Auto and Auto Ancillary:

As the Indian Auto industry is going through one of the longest sales slowdowns, while the GST council has not acceded to the auto industry demand for reduction of GST on all vehicles to 18% from the current rate of 28%, the union government could bring in a few steps. With an aim to support local manufacturing, a customs duty on fully imported commercial vehicles (CV) may be increased to 40 % from 25%.

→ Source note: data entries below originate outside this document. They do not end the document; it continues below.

use crate::classifier::ErrorClassifier;
use crate::config::LookupConfig;
use crate::handlers;
use crate::services::LookupService;
use crate::store::RecordStore;
use axum::{middleware::from_fn, routing::get, Router};
use service_core::error::{route_not_found, AppError};
use service_core::middleware::{
    catch_panic_middleware, metrics_middleware, request_id_middleware,
    security_headers_middleware, RequestId,
};
use std::future::Future;
use std::net::SocketAddr;
use std::sync::Arc;
use tokio::net::TcpListener;
use tower_http::trace::TraceLayer;

#[derive(Clone)]
pub struct AppState {
    pub store: Arc<RecordStore>,
    pub lookup: LookupService,
    pub classifier: ErrorClassifier,
}

impl AppState {
    pub fn new(store: Arc<RecordStore>, classifier: ErrorClassifier) -> Self {
        Self {
            lookup: LookupService::new(store.clone()),
            store,
            classifier,
        }
    }
}

pub fn build_router(state: AppState) -> Router {
    Router::new()
        .route("/get/:id", get(handlers::get_record))
        .route("/health", get(handlers::health_check))
        .route("/metrics", get(handlers::metrics))
        .fallback(route_not_found)
        .layer(from_fn(catch_panic_middleware))
        .layer(from_fn(security_headers_middleware))
        .layer(from_fn(metrics_middleware))
        .layer(
            TraceLayer::new_for_http().make_span_with(|request: &axum::http::Request<_>| {
                let request_id = request
                    .extensions()
                    .get::<RequestId>()
                    .map(RequestId::as_str)
                    .unwrap_or("-");

                tracing::info_span!(
                    "http_request",
                    request_id = %request_id,
                    method = %request.method(),
                    uri = %request.uri(),
                    version = ?request.version(),
                )
            }),
        )
        .layer(from_fn(request_id_middleware))
        .with_state(state)
}

pub struct Application {
    port: u16,
    listener: TcpListener,
    router: Router,
}

impl Application {
    /// Binds the listener and wires the router. The store must already be
    /// fully initialized; it is never written to afterwards.
    pub async fn build(config: LookupConfig, store: Arc<RecordStore>) -> Result<Self, AppError> {
        let classifier = ErrorClassifier::new(config.lookup.not_found_status()?);
        let router = build_router(AppState::new(store, classifier));

        let addr = SocketAddr::from(([0, 0, 0, 0], config.common.port));
        let listener = TcpListener::bind(addr).await.map_err(|e| {
            tracing::error!("Failed to bind TCP listener to {}: {}", addr, e);
            AppError::from(e)
        })?;
        let port = listener.local_addr()?.port();

        tracing::info!(
            not_found_status = classifier.not_found_status().as_u16(),
            "Listening on {}",
            port
        );

        Ok(Self {
            port,
            listener,
            router,
        })
    }

    pub fn port(&self) -> u16 {
        self.port
    }

    pub async fn run_until_stopped(self) -> std::io::Result<()> {
        axum::serve(self.listener, self.router).await
    }

    pub async fn run_until<F>(self, shutdown: F) -> std::io::Result<()>
    where
        F: Future<Output = ()> + Send + 'static,
    {
        axum::serve(self.listener, self.router)
            .with_graceful_shutdown(shutdown)
            .await
    }
}
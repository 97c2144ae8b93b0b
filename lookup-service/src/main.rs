use lookup_service::config::LookupConfig;
use lookup_service::services::init_metrics;
use lookup_service::store::RecordStore;
use lookup_service::Application;
use service_core::observability::init_tracing;
use tokio::signal;

async fn shutdown_signal() {
    let ctrl_c = async {
        if let Err(e) = signal::ctrl_c().await {
            tracing::error!("Failed to install Ctrl+C handler: {}", e);
            std::future::pending::<()>().await;
        }
    };

    #[cfg(unix)]
    let terminate = async {
        match signal::unix::signal(signal::unix::SignalKind::terminate()) {
            Ok(mut sigterm) => {
                sigterm.recv().await;
            }
            Err(e) => {
                tracing::error!("Failed to install SIGTERM handler: {}", e);
                std::future::pending::<()>().await;
            }
        }
    };

    #[cfg(not(unix))]
    let terminate = std::future::pending::<()>();

    tokio::select! {
        _ = ctrl_c => {},
        _ = terminate => {},
    }

    tracing::info!("Shutdown signal received");
}

#[tokio::main]
async fn main() -> std::io::Result<()> {
    let otlp_endpoint = std::env::var("OTLP_ENDPOINT").ok();
    init_tracing("lookup-service", "info", otlp_endpoint.as_deref())
        .map_err(|e| std::io::Error::other(format!("Telemetry error: {}", e)))?;

    // Recorder must be installed before the first lookup is counted
    init_metrics().map_err(|e| {
        tracing::error!("Failed to initialize metrics: {}", e);
        std::io::Error::other(format!("Metrics error: {}", e))
    })?;

    let config = LookupConfig::load().map_err(|e| {
        tracing::error!("Failed to load configuration: {}", e);
        std::io::Error::other(format!("Configuration error: {}", e))
    })?;

    let store = RecordStore::seeded().map_err(|e| {
        tracing::error!("Failed to initialize record store: {}", e);
        std::io::Error::other(format!("Record store error: {}", e))
    })?;
    tracing::info!(records = store.len(), "Record store initialized");

    let app = Application::build(config, store).await.map_err(|e| {
        tracing::error!("Failed to build application: {}", e);
        std::io::Error::other(e.to_string())
    })?;

    app.run_until(shutdown_signal()).await
}
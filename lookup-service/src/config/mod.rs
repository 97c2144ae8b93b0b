use crate::classifier::DEFAULT_NOT_FOUND_STATUS;
use axum::http::StatusCode;
use serde::Deserialize;
use service_core::config as core_config;
use service_core::error::AppError;

#[derive(Debug, Clone, Default)]
pub struct LookupConfig {
    pub common: core_config::Config,
    pub lookup: LookupSettings,
}

#[derive(Debug, Clone, Deserialize)]
pub struct LookupSettings {
    /// Status answered for unknown record ids.
    #[serde(default = "default_not_found_status")]
    pub not_found_status: u16,
}

fn default_not_found_status() -> u16 {
    DEFAULT_NOT_FOUND_STATUS.as_u16()
}

impl Default for LookupSettings {
    fn default() -> Self {
        Self {
            not_found_status: default_not_found_status(),
        }
    }
}

impl LookupSettings {
    /// Only client-error statuses with a standard reason phrase are accepted,
    /// since the phrase is echoed in the `error` field of the envelope.
    pub fn not_found_status(&self) -> Result<StatusCode, AppError> {
        let status = StatusCode::from_u16(self.not_found_status).map_err(|e| {
            AppError::ConfigError(anyhow::anyhow!(
                "lookup.not_found_status {} is not a status code: {}",
                self.not_found_status,
                e
            ))
        })?;

        if !status.is_client_error() {
            return Err(AppError::ConfigError(anyhow::anyhow!(
                "lookup.not_found_status must be a 4xx status, got {}",
                self.not_found_status
            )));
        }

        if status.canonical_reason().is_none() {
            return Err(AppError::ConfigError(anyhow::anyhow!(
                "lookup.not_found_status {} has no standard reason phrase",
                self.not_found_status
            )));
        }

        Ok(status)
    }
}

impl LookupConfig {
    pub fn load() -> Result<Self, AppError> {
        dotenvy::dotenv().ok();

        Self::from_source(core_config::builder().build()?)
    }

    pub fn from_source(source: config::Config) -> Result<Self, AppError> {
        let common: core_config::Config = source.clone().try_deserialize()?;

        let lookup = match source.get::<LookupSettings>("lookup") {
            Ok(settings) => settings,
            Err(config::ConfigError::NotFound(_)) => LookupSettings::default(),
            Err(e) => return Err(e.into()),
        };
        lookup.not_found_status()?;

        Ok(Self { common, lookup })
    }
}
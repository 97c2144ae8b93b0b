use axum::{extract::State, response::IntoResponse, Json};
use serde_json::json;

use crate::AppState;

pub async fn health_check(State(state): State<AppState>) -> impl IntoResponse {
    Json(json!({
        "status": "ok",
        "service": "lookup-service",
        "version": env!("CARGO_PKG_VERSION"),
        "records": state.store.len()
    }))
}
pub mod health;
pub mod metrics;
pub mod records;

pub use health::health_check;
pub use records::get_record;
pub use self::metrics::metrics;
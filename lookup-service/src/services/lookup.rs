use crate::classifier::Failure;
use crate::store::{Record, RecordStore};
use metrics::counter;
use std::sync::Arc;

/// Result of looking a record up by id. Absence is a value, not an error path.
#[derive(Debug, Clone, PartialEq, Eq)]
pub enum LookupOutcome {
    Found(Record),
    NotFound(i32),
}

impl LookupOutcome {
    pub fn into_result(self) -> Result<Record, Failure> {
        match self {
            LookupOutcome::Found(record) => Ok(record),
            LookupOutcome::NotFound(id) => Err(Failure::NotFound { id }),
        }
    }
}

#[derive(Debug, Clone)]
pub struct LookupService {
    store: Arc<RecordStore>,
}

impl LookupService {
    pub fn new(store: Arc<RecordStore>) -> Self {
        Self { store }
    }

    pub fn find_by_id(&self, id: i32) -> LookupOutcome {
        match self.store.get(id) {
            Some(record) => {
                counter!("record_lookups_total", "outcome" => "found").increment(1);
                tracing::debug!(record_id = id, "Record found");
                LookupOutcome::Found(record.clone())
            }
            None => {
                counter!("record_lookups_total", "outcome" => "not_found").increment(1);
                tracing::debug!(record_id = id, "Record not found");
                LookupOutcome::NotFound(id)
            }
        }
    }
}
//! Itinerary build entry points.
//!
//! Two paths produce the same model: the heuristic builder works from the
//! trip's own places, and ingestion rebuilds days from a planner response.
//! When the planner fails the heuristic path runs from scratch on the same
//! inputs.

use chrono::NaiveDateTime;
use rayon::prelude::*;

use crate::assembler::ItineraryAssembler;
use crate::assigner::assign_days;
use crate::autocomplete::{auto_complete, RecommendedPool, SelectedPlace};
use crate::categorize::categorize;
use crate::config::BuildOptions;
use crate::day_order::WeekdayTable;
use crate::error::{BuildError, Diagnostic};
use crate::matcher::{IdHints, MatcherConfig};
use crate::model::{Itinerary, Place, TripWindow};
use crate::schedule::{PayloadPlace, SchedulePayload, ScheduleResponse};
use crate::traits::{MinimumRequirement, PlaceLookup, SchedulePlanner};

/// Inputs of one itinerary build.
#[derive(Debug, Clone, Default)]
pub struct TripRequest {
    /// Places the user picked.
    pub places: Vec<Place>,
    pub start: Option<NaiveDateTime>,
    pub end: Option<NaiveDateTime>,
    /// Selection sent for this trip earlier, used as id hints.
    pub prior_selection: Vec<PayloadPlace>,
}

impl TripRequest {
    /// Trip over `start..=end` with no prior selection.
    pub fn new(places: Vec<Place>, start: NaiveDateTime, end: NaiveDateTime) -> Self {
        Self {
            places,
            start: Some(start),
            end: Some(end),
            prior_selection: Vec::new(),
        }
    }

    /// Validated window; both dates are required.
    pub fn window(&self) -> Result<TripWindow, BuildError> {
        match (self.start, self.end) {
            (Some(start), Some(end)) => TripWindow::new(start, end),
            _ => Err(BuildError::MissingDates),
        }
    }
}

/// Builds itineraries against one place store.
///
/// Options, airport handling and the weekday table default to the Jeju
/// setup and can be replaced with the `with_*` methods.
pub struct ItineraryBuilder<'a, L: PlaceLookup> {
    lookup: &'a L,
    options: BuildOptions,
    matcher_config: MatcherConfig,
    weekdays: WeekdayTable,
}

impl<'a, L: PlaceLookup> ItineraryBuilder<'a, L> {
    /// Builder with default configuration.
    pub fn new(lookup: &'a L) -> Self {
        Self {
            lookup,
            options: BuildOptions::default(),
            matcher_config: MatcherConfig::default(),
            weekdays: WeekdayTable::default(),
        }
    }

    pub fn with_options(mut self, options: BuildOptions) -> Self {
        self.options = options;
        self
    }

    pub fn with_matcher_config(mut self, config: MatcherConfig) -> Self {
        self.matcher_config = config;
        self
    }

    pub fn with_weekdays(mut self, weekdays: WeekdayTable) -> Self {
        self.weekdays = weekdays;
        self
    }

    pub fn options(&self) -> &BuildOptions {
        &self.options
    }

    /// Build days from the trip's places with the greedy assigner.
    pub fn build_heuristic(&self, trip: &TripRequest) -> Result<Itinerary, BuildError> {
        let window = trip.window()?;
        if trip.places.is_empty() {
            return Err(BuildError::MissingPlaces);
        }

        let buckets = categorize(&trip.places);
        let assignment = assign_days(&buckets, &window, &self.options);

        let itinerary = Itinerary {
            days: assignment.days,
            diagnostics: Vec::new(),
            unplaced: assignment.unplaced,
        };
        tracing::info!(
            days = itinerary.days.len(),
            places = itinerary.place_count(),
            unplaced = itinerary.unplaced.len(),
            "built heuristic itinerary"
        );
        Ok(itinerary)
    }

    /// Rebuild days from a planner response. Dates are optional here; without
    /// a start date days keep their label order and carry no calendar date.
    pub fn ingest(
        &self,
        trip: &TripRequest,
        payload: Option<&SchedulePayload>,
        response: &ScheduleResponse,
    ) -> Result<Itinerary, BuildError> {
        if response.schedule.is_empty() {
            return Err(BuildError::MissingPlaces);
        }

        let window = match (trip.start, trip.end) {
            (Some(_), Some(_)) => Some(trip.window()?),
            _ => None,
        };
        let start = window.map(|w| w.start.date()).or(trip.start.map(|s| s.date()));
        let trip_days = window.map(|w| w.num_days());

        let hints = IdHints {
            payload,
            prior_selection: &trip.prior_selection,
        };
        let assembler = ItineraryAssembler::new(self.lookup, &self.options, &self.matcher_config, &self.weekdays);
        let mut diagnostics = Vec::new();
        let days = assembler.assemble(response, hints, start, trip_days, &mut diagnostics);

        let itinerary = Itinerary {
            days,
            diagnostics,
            unplaced: Vec::new(),
        };
        tracing::info!(
            days = itinerary.days.len(),
            places = itinerary.place_count(),
            diagnostics = itinerary.diagnostics.len(),
            "ingested planner schedule"
        );
        Ok(itinerary)
    }

    /// User picks plus auto-completed candidates, as a planner payload.
    pub fn prepare_payload<M: MinimumRequirement + ?Sized>(
        &self,
        trip: &TripRequest,
        pool: &RecommendedPool,
        minimums: &M,
    ) -> Result<(SchedulePayload, Vec<Diagnostic>), BuildError> {
        let window = trip.window()?;
        if trip.places.is_empty() {
            return Err(BuildError::MissingPlaces);
        }

        let completion = auto_complete(&trip.places, pool, window.num_days(), minimums);
        let mut selection: Vec<SelectedPlace> = trip.places.iter().cloned().map(SelectedPlace::chosen).collect();
        selection.extend(completion.additions);

        let diagnostics = completion
            .shortfalls
            .into_iter()
            .map(Diagnostic::QuotaShortfall)
            .collect();
        Ok((SchedulePayload::from_selection(&selection, &window), diagnostics))
    }

    /// Ask the planner for a schedule and ingest it, falling back to the
    /// heuristic builder when the planner fails.
    pub fn build_with_planner<P, M>(
        &self,
        trip: &TripRequest,
        pool: &RecommendedPool,
        minimums: &M,
        planner: &P,
    ) -> Result<Itinerary, BuildError>
    where
        P: SchedulePlanner + ?Sized,
        M: MinimumRequirement + ?Sized,
    {
        let (payload, mut diagnostics) = self.prepare_payload(trip, pool, minimums)?;

        let outcome = planner
            .request_schedule(&payload)
            .map_err(|err| err.to_string())
            .and_then(|response| {
                if response.schedule.is_empty() {
                    Err("planner returned an empty schedule".to_string())
                } else {
                    Ok(response)
                }
            });

        let mut itinerary = match outcome {
            Ok(response) => self.ingest(trip, Some(&payload), &response)?,
            Err(reason) => {
                tracing::warn!(reason = %reason, "planner unavailable, building heuristic itinerary");
                let mut itinerary = self.build_heuristic(trip)?;
                itinerary.diagnostics.push(Diagnostic::PlannerUnavailable { reason });
                itinerary
            }
        };

        diagnostics.append(&mut itinerary.diagnostics);
        itinerary.diagnostics = diagnostics;
        Ok(itinerary)
    }

    /// Heuristic builds for several trips, run in parallel.
    pub fn build_many(&self, trips: &[TripRequest]) -> Vec<Result<Itinerary, BuildError>>
    where
        L: Sync,
    {
        trips.par_iter().map(|trip| self.build_heuristic(trip)).collect()
    }
}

An incentive-based vehicle scrappage scheme (NITI Aayog and Transport Ministry are working on a proposal) could be announced to get polluting, unsafe and old vehicles off the road. Furthermore, there could be a budget allocation for electric vehicle promotion. Companies which plan to manufacture electric vehicles such as TATA Motors can be the major beneficiaries. Investment for road infrastructure will boost commercial vehicle sales and is expected to benefit companies like Ashok Leyland, TATA Motors, Mahindra & Mahindra and Eicher Motors.

Healthcare:

Ayushman Bharat, the flagship scheme of the Modi government, is likely to remain a key focus in the government’s second term as well. It may propose to introduce and increase health budget to upgrade Ayushman Bharat or the Pradhan Mantri Jan Arogya Yojana.  With the urgent need to add bed capacity for the nation, the deduction under section 35AD may be increased from 100% to 150% of capital expenditure incurred by institutions engaged in building and operating a hospital with at least 100 beds.  These developments may be positive for the companies like Thyrocare, Dr. LalPathlabs, Apollo Hospitals and Narayana  Hrudayalaya.

Defence:

We expect a higher budgetary allocation to capital acquisitions, particularly higher share for new acquisition programs. Special additional investment allowance can be announced for exclusive defence manufacturing and assembly facilities towards manufacturing of tanks, armoured fighting vehicles, defence aircrafts, spacecraft, warships, arms and ammunition of all kind and all other parts and accessories of use thereof. The key beneficiaries will be BEL and Premier Explosives.